### Source data:
/---

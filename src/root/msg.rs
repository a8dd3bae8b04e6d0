use crate::screens::{cart, dish, dishes};

use super::eff::NavigateCommand;

/// Union of every intent the loop accepts, scoped to one screen or to
/// the root.
#[derive(Debug, Clone, PartialEq, Eq, Hash)]
pub enum Msg {
    Dishes(dishes::Msg),
    Dish(dish::Msg),
    Cart(cart::Msg),

    /// Navigation at root state level.
    Navigate(NavigateCommand),

    /// Root mutation: replace the derived cart counter.
    UpdateCartCount { count: u32 },
}
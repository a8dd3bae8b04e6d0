use crate::screens::{cart, dish, dishes};

use super::msg::Msg;

/// Union of every effect the loop can request. Effects are pure
/// descriptions; the dispatcher owns their execution.
#[derive(Debug, Clone, PartialEq, Eq, Hash)]
pub enum Eff {
    Dishes(dishes::Eff),
    Dish(dish::Eff),
    Cart(cart::Eff),

    Navigate(NavigateCommand),

    /// Re-read the persisted cart counter and answer with
    /// `Msg::UpdateCartCount`.
    SyncCounter,

    /// Host-process command.
    Cmd(Command),

    Notification(Notification),
}

#[derive(Debug, Clone, PartialEq, Eq, Hash)]
pub enum NavigateCommand {
    ToDishItem { id: String, title: String },
    ToCart,
    ToBack,
}

#[derive(Debug, Clone, PartialEq, Eq, Hash)]
pub enum Command {
    /// Back navigation past an empty backstack: the host should close
    /// the application.
    Finish,
}

/// Transient user-facing notice, shown by the host outside any screen.
#[derive(Debug, Clone, PartialEq, Eq, Hash)]
pub enum Notification {
    Text {
        message: String,
    },
    /// Notice with a follow-up action (e.g. undo), submitted back into
    /// the loop when the user takes it.
    Action {
        message: String,
        label: String,
        action: Box<Msg>,
    },
    Error {
        message: String,
        label: Option<String>,
        action: Option<Box<Msg>>,
    },
}
//! The effect dispatcher boundary.
//!
//! The store hands every produced effect to an [`EffHandler`] on its
//! own task, together with an [`Emitter`] for feeding result messages
//! back onto the bus. All non-deterministic work (network, storage,
//! host navigation, notifications) lives behind this boundary; only
//! messages cross back.

pub mod memory;

use std::future::Future;

use tokio::sync::mpsc;
use tracing::debug;

use crate::root::{Eff, Msg};

/// Producer half of the message bus, handed to effect handlers.
#[derive(Clone)]
pub struct Emitter {
    tx: mpsc::UnboundedSender<Msg>,
}

impl Emitter {
    pub(crate) fn new(tx: mpsc::UnboundedSender<Msg>) -> Self {
        Self { tx }
    }

    /// Feed a message back into the loop. Never blocks.
    pub fn emit(&self, msg: Msg) {
        if self.tx.send(msg).is_err() {
            // The store was torn down while this effect was in flight.
            debug!("message bus closed, feedback message dropped");
        }
    }
}

/// Executes effects and feeds resulting messages back into the loop.
///
/// Each call runs on its own task; there is no ordering between
/// different effects' completions, and the fold loop never waits for
/// one. A returned error is logged by the store; failures the user
/// should see must instead be translated into messages (an error-state
/// message for the originating screen, or a notification).
pub trait EffHandler: Send + Sync + 'static {
    fn handle(&self, eff: Eff, emit: Emitter) -> impl Future<Output = anyhow::Result<()>> + Send;
}
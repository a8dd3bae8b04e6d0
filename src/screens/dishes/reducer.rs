//! Reducer for the catalog screen.

use std::collections::{BTreeMap, HashSet};

use crate::mvi::Reducer;
use crate::root::NavigateCommand;

use super::eff::Eff;
use super::msg::Msg;
use super::state::{DishesUiState, State};

pub struct DishesReducer;

impl Reducer for DishesReducer {
    type State = State;
    type Msg = Msg;
    type Eff = Eff;

    fn reduce(state: Self::State, msg: Self::Msg) -> (Self::State, HashSet<Self::Eff>) {
        match msg {
            Msg::SearchInput { input } => (State { input, ..state }, HashSet::new()),

            Msg::SearchSubmit { query } => (
                State {
                    ui_state: DishesUiState::Loading,
                    ..state
                },
                HashSet::from([Eff::SearchDishes { query }]),
            ),

            Msg::SearchToggle => {
                if state.is_search && !state.input.is_empty() {
                    // Active search with text: clear it and reload the catalog
                    (
                        State {
                            input: String::new(),
                            suggestions: BTreeMap::new(),
                            ..state
                        },
                        HashSet::from([Eff::FindAllDishes]),
                    )
                } else if !state.is_search && state.input.is_empty() {
                    (
                        State {
                            is_search: true,
                            ..state
                        },
                        HashSet::new(),
                    )
                } else {
                    (
                        State {
                            is_search: false,
                            suggestions: BTreeMap::new(),
                            ..state
                        },
                        HashSet::new(),
                    )
                }
            }

            Msg::SuggestionSelect { suggestion } => (
                State {
                    input: suggestion.clone(),
                    suggestions: BTreeMap::new(),
                    ..state
                },
                HashSet::from([Eff::SearchDishes { query: suggestion }]),
            ),

            Msg::UpdateSuggestionResult { query } => {
                (state, HashSet::from([Eff::FindSuggestions { query }]))
            }

            Msg::ShowSuggestions { suggestions } => {
                (State { suggestions, ..state }, HashSet::new())
            }

            Msg::ShowDishes { dishes } => {
                let ui_state = if dishes.is_empty() {
                    DishesUiState::Empty
                } else {
                    DishesUiState::Content(dishes)
                };
                (
                    State {
                        ui_state,
                        suggestions: BTreeMap::new(),
                        ..state
                    },
                    HashSet::new(),
                )
            }

            Msg::ShowLoading => (
                State {
                    ui_state: DishesUiState::Loading,
                    ..state
                },
                HashSet::new(),
            ),

            Msg::ShowError { message } => (
                State {
                    ui_state: DishesUiState::Error(message),
                    ..state
                },
                HashSet::new(),
            ),

            Msg::AddToCart { id, title } => {
                (state, HashSet::from([Eff::AddToCart { id, title }]))
            }

            Msg::RemoveFromCart { id, title } => {
                (state, HashSet::from([Eff::RemoveFromCart { id, title }]))
            }

            Msg::ClickDish { id, title } => (
                State {
                    input: String::new(),
                    is_search: false,
                    suggestions: BTreeMap::new(),
                    ..state
                },
                HashSet::from([Eff::Navigate(NavigateCommand::ToDishItem { id, title })]),
            ),
        }
    }
}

\---

### YOUR OBJECTIVE:
What is needed is an exact copy of the lines above, from the one containing "#[derive(Clone)]" through the one containing "never waits for", with nothing added.

### RESULT OF THIS EXERCISE:
#[derive(Clone)]
pub struct Emitter {
    tx: mpsc::UnboundedSender<Msg>,
}

impl Emitter {
    pub(crate) fn new(tx: mpsc::UnboundedSender<Msg>) -> Self {
        Self { tx }
    }

    /// Feed a message back into the loop. Never blocks.
    pub fn emit(&self, msg: Msg) {
        if self.tx.send(msg).is_err() {
            // The store was torn down while this effect was in flight.
            debug!("message bus closed, feedback message dropped");
        }
    }
}

/// Executes effects and feeds resulting messages back into the loop.
///
/// Each call runs on its own task; there is no ordering between
/// different effects' completions, and the fold loop never waits for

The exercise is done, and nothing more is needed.